#### [PROMPT]
From the records that follow, copy every line in which "verbose" appears.

#### [RECORDS FOR THIS TASK]
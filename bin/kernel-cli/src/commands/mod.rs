// Copyright (c) 2025 Dimitris Kafetzis
//
// Licensed under the MIT License.
// See LICENSE file in the project root for full license information.
//
// SPDX-License-Identifier: MIT

//! Subcommand implementations.

pub mod list;
pub mod run;
pub mod sweep;

use tracing_subscriber::{layer::SubscriberExt, util::SubscriberInitExt};

/// Installs the global subscriber. `RUST_LOG` wins over `-v`.
pub fn init_tracing(verbose: u8) {
    let default = match verbose {
        0 => "warn",
        1 => "info",
        2 => "debug",
        _ => "trace",
    };
    tracing_subscriber::registry()
        .with(
            tracing_subscriber::EnvFilter::try_from_default_env()
                .unwrap_or_else(|_| default.into()),
        )
        .with(tracing_subscriber::fmt::layer().with_writer(std::io::stderr))
        .init();
}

#### [EXPECTED ANSWER]
pub fn init_tracing(verbose: u8) {
    let default = match verbose {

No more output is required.